======== Records provided ========

//! File storage primitives.

mod atomic_json;

pub use atomic_json::AtomicJsonFile;
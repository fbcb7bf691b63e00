//! Workspace domain model.
//!
//! The [`Workspace`] is the single root aggregate: it is what gets persisted,
//! and it is the only source of truth for what a fresh chat session replays.

use crate::chat::{CHAT_CLEARED_NOTICE, ChatModel, Turn, welcome_notice};
use crate::error::{GitMateError, Result};
use crate::source::RepoCoordinates;
use serde::{Deserialize, Serialize};
use uuid::Uuid;

/// Display name used when the URL's last segment is empty.
const FALLBACK_DISPLAY_NAME: &str = "Project";

/// A file pulled into the active context.
#[derive(Debug, Clone, PartialEq, Eq, Serialize, Deserialize)]
#[serde(rename_all = "camelCase")]
pub struct FileContext {
    /// Unique identifier assigned at creation, never reused (UUID format)
    pub id: String,
    /// Repository-relative path; unique within a workspace
    pub path: String,
    pub body: String,
}

impl FileContext {
    pub fn new(path: impl Into<String>, body: impl Into<String>) -> Self {
        Self {
            id: Uuid::new_v4().to_string(),
            path: path.into(),
            body: body.into(),
        }
    }
}

/// Result of [`Workspace::upsert_file`].
#[derive(Debug, Clone, Copy, PartialEq, Eq)]
pub enum FileUpsert {
    Added,
    Replaced,
}

/// The persisted chat workspace for one repository.
///
/// A workspace contains:
/// - The repository URL and its derived display name
/// - The ordered selection of files injected into the system instruction
/// - The visible conversation
/// - The selected model and an optional repository access token
#[derive(Debug, Clone, PartialEq, Eq, Default, Serialize, Deserialize)]
#[serde(rename_all = "camelCase")]
pub struct Workspace {
    /// Empty only while unstarted
    pub repository_url: String,
    pub display_name: String,
    #[serde(default)]
    pub selected_files: Vec<FileContext>,
    #[serde(default)]
    pub chat_turns: Vec<Turn>,
    #[serde(default)]
    pub selected_model: ChatModel,
    /// Sent only as a header to the repository reader
    #[serde(default, skip_serializing_if = "Option::is_none")]
    pub access_token: Option<String>,
}

/// Derives the display name from a repository URL (last path segment).
pub fn display_name_for(repository_url: &str) -> String {
    match repository_url.rsplit('/').next() {
        Some(segment) if !segment.is_empty() => segment.to_string(),
        _ => FALLBACK_DISPLAY_NAME.to_string(),
    }
}

impl Workspace {
    /// Starts a workspace for `repository_url` with a welcome notice.
    ///
    /// # Errors
    ///
    /// Returns `InvalidInput` if the URL is blank or not a GitHub URL.
    pub fn start(repository_url: &str, model: ChatModel) -> Result<Self> {
        let url = repository_url.trim();
        if url.is_empty() {
            return Err(GitMateError::invalid_input("Please enter a valid URL"));
        }
        if !url.contains("github.com") {
            return Err(GitMateError::invalid_input(
                "Please enter a valid GitHub repository URL",
            ));
        }

        let display_name = display_name_for(url);
        let welcome = Turn::status(welcome_notice(&display_name));

        Ok(Self {
            repository_url: url.to_string(),
            display_name,
            selected_files: Vec::new(),
            chat_turns: vec![welcome],
            selected_model: model,
            access_token: None,
        })
    }

    pub fn is_started(&self) -> bool {
        !self.repository_url.is_empty()
    }

    /// Parses owner/repo from the repository URL.
    pub fn coordinates(&self) -> Result<RepoCoordinates> {
        RepoCoordinates::parse(&self.repository_url)
    }

    // ============================================================================
    // Selected files
    // ============================================================================

    pub fn find_file(&self, id: &str) -> Option<&FileContext> {
        self.selected_files.iter().find(|f| f.id == id)
    }

    pub fn find_file_by_path(&self, path: &str) -> Option<&FileContext> {
        self.selected_files.iter().find(|f| f.path == path)
    }

    /// Adds a file, or replaces the body of the file with the same path.
    pub fn upsert_file(&mut self, path: &str, body: &str) -> FileUpsert {
        if let Some(existing) = self.selected_files.iter_mut().find(|f| f.path == path) {
            existing.body = body.to_string();
            FileUpsert::Replaced
        } else {
            self.selected_files.push(FileContext::new(path, body));
            FileUpsert::Added
        }
    }

    /// Removes a file by id, returning it if present.
    pub fn remove_file(&mut self, id: &str) -> Option<FileContext> {
        let index = self.selected_files.iter().position(|f| f.id == id)?;
        Some(self.selected_files.remove(index))
    }

    /// Replaces the body of the file with `id`.
    ///
    /// # Errors
    ///
    /// Returns `NotFound` if no selected file has that id.
    pub fn edit_file(&mut self, id: &str, body: &str) -> Result<()> {
        let file = self
            .selected_files
            .iter_mut()
            .find(|f| f.id == id)
            .ok_or_else(|| GitMateError::not_found(id))?;
        file.body = body.to_string();
        Ok(())
    }

    pub fn clear_files(&mut self) {
        self.selected_files.clear();
    }

    // ============================================================================
    // Chat turns
    // ============================================================================

    /// The in-flight turn, if a reply is streaming.
    pub fn streaming_turn(&self) -> Option<&Turn> {
        self.chat_turns.iter().find(|t| t.streaming)
    }

    pub fn has_streaming_turn(&self) -> bool {
        self.streaming_turn().is_some()
    }

    pub fn push_turn(&mut self, turn: Turn) {
        self.chat_turns.push(turn);
    }

    pub fn turn_mut(&mut self, id: &str) -> Option<&mut Turn> {
        self.chat_turns.iter_mut().find(|t| t.id == id)
    }

    /// Most recent non-status assistant turn.
    pub fn last_reply(&self) -> Option<&Turn> {
        self.chat_turns
            .iter()
            .rev()
            .find(|t| t.speaker == crate::chat::Speaker::Assistant && !t.is_status())
    }

    /// Truncates the conversation to a single "chat cleared" notice.
    pub fn clear_turns(&mut self) {
        self.chat_turns = vec![Turn::status(CHAT_CLEARED_NOTICE)];
    }
}
pub mod chat;
pub mod config;
pub mod error;
pub mod source;
pub mod workspace;

// Re-export common error type
pub use error::{GitMateError, Result};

========

What you need to do: Copy every record verbatim.

Result of this exercise:
//! File storage primitives.

mod atomic_json;

pub use atomic_json::AtomicJsonFile;
repository fbcb7bf691b63e00
//! Workspace domain model.
//!
//! The [`Workspace`] is the single root aggregate: it is what gets persisted,
//! and it is the only source of truth for what a fresh chat session replays.

use crate::chat::{CHAT_CLEARED_NOTICE, ChatModel, Turn, welcome_notice};
use crate::error::{GitMateError, Result};
use crate::source::RepoCoordinates;
use serde::{Deserialize, Serialize};
use uuid::Uuid;

/// Display name used when the URL's last segment is empty.
const FALLBACK_DISPLAY_NAME: &str = "Project";

/// A file pulled into the active context.
#[derive(Debug, Clone, PartialEq, Eq, Serialize, Deserialize)]
#[serde(rename_all = "camelCase")]
pub struct FileContext {
    /// Unique identifier assigned at creation, never reused (UUID format)
    pub id: String,
    /// Repository-relative path; unique within a workspace
    pub path: String,
    pub body: String,
}

impl FileContext {
    pub fn new(path: impl Into<String>, body: impl Into<String>) -> Self {
        Self {
            id: Uuid::new_v4().to_string(),
            path: path.into(),
            body: body.into(),
        }
    }
}

/// Result of [`Workspace::upsert_file`].
#[derive(Debug, Clone, Copy, PartialEq, Eq)]
pub enum FileUpsert {
    Added,
    Replaced,
}

/// The persisted chat workspace for one repository.
///
/// A workspace contains:
/// - The repository URL and its derived display name
/// - The ordered selection of files injected into the system instruction
/// - The visible conversation
/// - The selected model and an optional repository access token
#[derive(Debug, Clone, PartialEq, Eq, Default, Serialize, Deserialize)]
#[serde(rename_all = "camelCase")]
pub struct Workspace {
    /// Empty only while unstarted
    pub repository_url: String,
    pub display_name: String,
    #[serde(default)]
    pub selected_files: Vec<FileContext>,
    #[serde(default)]
    pub chat_turns: Vec<Turn>,
    #[serde(default)]
    pub selected_model: ChatModel,
    /// Sent only as a header to the repository reader
    #[serde(default, skip_serializing_if = "Option::is_none")]
    pub access_token: Option<String>,
}

/// Derives the display name from a repository URL (last path segment).
pub fn display_name_for(repository_url: &str) -> String {
    match repository_url.rsplit('/').next() {
        Some(segment) if !segment.is_empty() => segment.to_string(),
        _ => FALLBACK_DISPLAY_NAME.to_string(),
    }
}

impl Workspace {
    /// Starts a workspace for `repository_url` with a welcome notice.
    ///
    /// # Errors
    ///
    /// Returns `InvalidInput` if the URL is blank or not a GitHub URL.
    pub fn start(repository_url: &str, model: ChatModel) -> Result<Self> {
        let url = repository_url.trim();
        if url.is_empty() {
            return Err(GitMateError::invalid_input("Please enter a valid URL"));
        }
        if !url.contains("github.com") {
            return Err(GitMateError::invalid_input(
                "Please enter a valid GitHub repository URL",
            ));
        }

        let display_name = display_name_for(url);
        let welcome = Turn::status(welcome_notice(&display_name));

        Ok(Self {
            repository_url: url.to_string(),
            display_name,
            selected_files: Vec::new(),
            chat_turns: vec![welcome],
            selected_model: model,
            access_token: None,
        })
    }

    pub fn is_started(&self) -> bool {
        !self.repository_url.is_empty()
    }

    /// Parses owner/repo from the repository URL.
    pub fn coordinates(&self) -> Result<RepoCoordinates> {
        RepoCoordinates::parse(&self.repository_url)
    }

    // ============================================================================
    // Selected files
    // ============================================================================

    pub fn find_file(&self, id: &str) -> Option<&FileContext> {
        self.selected_files.iter().find(|f| f.id == id)
    }

    pub fn find_file_by_path(&self, path: &str) -> Option<&FileContext> {
        self.selected_files.iter().find(|f| f.path == path)
    }

    /// Adds a file, or replaces the body of the file with the same path.
    pub fn upsert_file(&mut self, path: &str, body: &str) -> FileUpsert {
        if let Some(existing) = self.selected_files.iter_mut().find(|f| f.path == path) {
            existing.body = body.to_string();
            FileUpsert::Replaced
        } else {
            self.selected_files.push(FileContext::new(path, body));
            FileUpsert::Added
        }
    }

    /// Removes a file by id, returning it if present.
    pub fn remove_file(&mut self, id: &str) -> Option<FileContext> {
        let index = self.selected_files.iter().position(|f| f.id == id)?;
        Some(self.selected_files.remove(index))
    }

    /// Replaces the body of the file with `id`.
    ///
    /// # Errors
    ///
    /// Returns `NotFound` if no selected file has that id.
    pub fn edit_file(&mut self, id: &str, body: &str) -> Result<()> {
        let file = self
            .selected_files
            .iter_mut()
            .find(|f| f.id == id)
            .ok_or_else(|| GitMateError::not_found(id))?;
        file.body = body.to_string();
        Ok(())
    }

    pub fn clear_files(&mut self) {
        self.selected_files.clear();
    }

    // ============================================================================
    // Chat turns
    // ============================================================================

    /// The in-flight turn, if a reply is streaming.
    pub fn streaming_turn(&self) -> Option<&Turn> {
        self.chat_turns.iter().find(|t| t.streaming)
    }

    pub fn has_streaming_turn(&self) -> bool {
        self.streaming_turn().is_some()
    }

    pub fn push_turn(&mut self, turn: Turn) {
        self.chat_turns.push(turn);
    }

    pub fn turn_mut(&mut self, id: &str) -> Option<&mut Turn> {
        self.chat_turns.iter_mut().find(|t| t.id == id)
    }

    /// Most recent non-status assistant turn.
    pub fn last_reply(&self) -> Option<&Turn> {
        self.chat_turns
            .iter()
            .rev()
            .find(|t| t.speaker == crate::chat::Speaker::Assistant && !t.is_status())
    }

    /// Truncates the conversation to a single "chat cleared" notice.
    pub fn clear_turns(&mut self) {
        self.chat_turns = vec![Turn::status(CHAT_CLEARED_NOTICE)];
    }
}
pub mod chat;
pub mod config;
pub mod error;
pub mod source;
pub mod workspace;

// Re-export common error type
pub use error::{GitMateError, Result};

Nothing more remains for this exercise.